Metadata-Version: 2.4
Name: fastlowess
Version: 0.4.0
Classifier: Development Status :: 5 - Production/Stable
Classifier: Intended Audience :: Science/Research
Classifier: License :: OSI Approved :: MIT License
Classifier: License :: OSI Approved :: Apache Software License
Classifier: Programming Language :: Rust
Classifier: Programming Language :: Python :: 3
Classifier: Programming Language :: Python :: 3.8
Classifier: Programming Language :: Python :: 3.9
Classifier: Programming Language :: Python :: 3.10
Classifier: Programming Language :: Python :: 3.11
Classifier: Programming Language :: Python :: 3.12
Classifier: Programming Language :: Python :: 3.13
Classifier: Programming Language :: Python :: 3.14
Classifier: Programming Language :: Python :: Implementation :: CPython
Classifier: Topic :: Scientific/Engineering :: Mathematics
Classifier: Topic :: Scientific/Engineering :: Information Analysis
Classifier: Operating System :: OS Independent
Requires-Dist: numpy>=1.20.0
License-File: LICENSE-APACHE
License-File: LICENSE-MIT
Summary: High-level, fast LOWESS smoothing built on top of the fastLowess Rust crate.
Keywords: lowess,smoothing,statistics,regression,numpy
Home-Page: https://github.com/thisisamirv/fastLowess-py
Author-email: Amir Valizadeh <thisisamirv@gmail.com>
License: MIT OR Apache-2.0
Requires-Python: >=3.8
Description-Content-Type: text/markdown; charset=UTF-8; variant=GFM

# fastlowess

[![PyPI](https://img.shields.io/pypi/v/fastlowess.svg?style=flat-square)](https://pypi.org/project/fastlowess/)
[![License](https://img.shields.io/badge/license-MIT%2FApache--2.0-blue.svg)](LICENSE-MIT)
[![Python Versions](https://img.shields.io/pypi/pyversions/fastlowess.svg?style=flat-square)](https://pypi.org/project/fastlowess/)
[![Documentation Status](https://readthedocs.org/projects/fastlowess-py/badge/?version=latest)](https://fastlowess-py.readthedocs.io/en/latest/?badge=latest)
[![Conda](https://anaconda.org/conda-forge/fastlowess/badges/version.svg)](https://anaconda.org/conda-forge/fastlowess)

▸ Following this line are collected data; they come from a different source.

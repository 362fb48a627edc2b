pub mod env;
pub use env::{apply_env_overrides, ENV_API_URL, ENV_CONFIG, ENV_PUSH_URL, ENV_QUEUE_DB, ENV_TOKEN};

use anyhow::{Context, Result};
use serde::{Deserialize, Serialize};

// Re-export section types owned by their components
pub use crate::breaker::BreakerSection;
pub use crate::connection::ConnectionConfig;
pub use crate::hotspot::HotspotConfig;
pub use crate::queue::QueueConfig;
pub use crate::retry::RetrySection;

/// Complete client configuration
#[derive(Debug, Clone, Default, Serialize, Deserialize)]
pub struct FieldConfig {
    #[serde(default)]
    pub breakers: BreakerSection,
    #[serde(default)]
    pub retry: RetrySection,
    #[serde(default)]
    pub connection: ConnectionConfig,
    #[serde(default)]
    pub queue: QueueConfig,
    #[serde(default)]
    pub hotspots: HotspotConfig,
    #[serde(default)]
    pub service: ServiceConfig,
}

/// Remote endpoints
#[derive(Clone, Serialize, Deserialize)]
pub struct ServiceConfig {
    /// Base URL of the request/response API
    #[serde(default = "default_api_url")]
    pub api_url: String,

    /// WebSocket endpoint for push updates
    #[serde(default = "default_push_url")]
    pub push_url: String,

    /// Bearer token; normally supplied through the environment
    #[serde(default)]
    pub access_token: Option<String>,

    /// Upper bound on one HTTP exchange, independent of retry attempt timeouts
    #[serde(default = "default_request_timeout_secs")]
    pub request_timeout_secs: u64,
}

fn default_api_url() -> String {
    "http://localhost:8080".to_string()
}

fn default_push_url() -> String {
    "ws://localhost:8080/push".to_string()
}

fn default_request_timeout_secs() -> u64 {
    120
}

impl Default for ServiceConfig {
    fn default() -> Self {
        Self {
            api_url: default_api_url(),
            push_url: default_push_url(),
            access_token: None,
            request_timeout_secs: default_request_timeout_secs(),
        }
    }
}

impl ServiceConfig {
    pub fn request_timeout(&self) -> std::time::Duration {
        std::time::Duration::from_secs(self.request_timeout_secs)
    }
}

impl std::fmt::Debug for ServiceConfig {
    fn fmt(&self, f: &mut std::fmt::Formatter<'_>) -> std::fmt::Result {
        f.debug_struct("ServiceConfig")
            .field("api_url", &self.api_url)
            .field("push_url", &self.push_url)
            .field("access_token", &self.access_token.as_ref().map(|_| "<redacted>"))
            .field("request_timeout_secs", &self.request_timeout_secs)
            .finish()
    }
}

/// Load configuration from TOML file
pub fn load_config(path: &str) -> Result<FieldConfig> {
    let contents = std::fs::read_to_string(path)
        .with_context(|| format!("Failed to read config file {}", path))?;
    let config: FieldConfig =
        toml::from_str(&contents).with_context(|| format!("Failed to parse config file {}", path))?;
    Ok(config)
}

**High-performance parallel LOWESS (Locally Weighted Scatterplot Smoothing) for Python** — A high-level wrapper around the [`fastLowess`](https://github.com/thisisamirv/fastLowess) Rust crate that adds rayon-based parallelism and seamless NumPy integration.

## Features

- **Parallel by Default**: Multi-core regression fits via [rayon](https://crates.io/crates/rayon), achieving multiple orders of magnitude speedups on large datasets.
- **Robust Statistics**: MAD-based scale estimation and IRLS with Bisquare, Huber, or Talwar weighting.
- **Uncertainty Quantification**: Point-wise standard errors, confidence intervals, and prediction intervals.
- **Optimized Performance**: Delta optimization for skipping dense regions and streaming/online modes.
- **Parameter Selection**: Built-in cross-validation for automatic smoothing fraction selection.
- **Production-Ready**: Comprehensive error handling, numerical stability, and high-performance numerical core.

> [!IMPORTANT]
> **Full Documentation & API Reference:**
>
> ## 📖 [fastlowess-py.readthedocs.io](https://fastlowess-py.readthedocs.io/)

## Robustness Advantages

Built on the same core as `lowess`, this implementation is **more robust than statsmodels** due to two key design choices:

### MAD-Based Scale Estimation

For robustness weight calculations, this crate uses **Median Absolute Deviation (MAD)** for scale estimation:

```text
s = median(|r_i - median(r)|)
```

In contrast, statsmodels uses median of absolute residuals:

```text
s = median(|r_i|)
```

**Why MAD is more robust:**

- MAD is a **breakdown-point-optimal** estimator—it remains valid even when up to 50% of data are outliers.
- The median-centering step removes asymmetric bias from residual distributions.
- MAD provides consistent outlier detection regardless of whether residuals are centered around zero.

### Boundary Padding

This crate applies **boundary policies** (Extend, Reflect, Zero) at dataset edges:

- **Extend**: Repeats edge values to maintain local neighborhood size.
- **Reflect**: Mirrors data symmetrically around boundaries.
- **Zero**: Pads with zeros (useful for signal processing).
- **NoBoundary**: No padding (original Cleveland's LOWESS).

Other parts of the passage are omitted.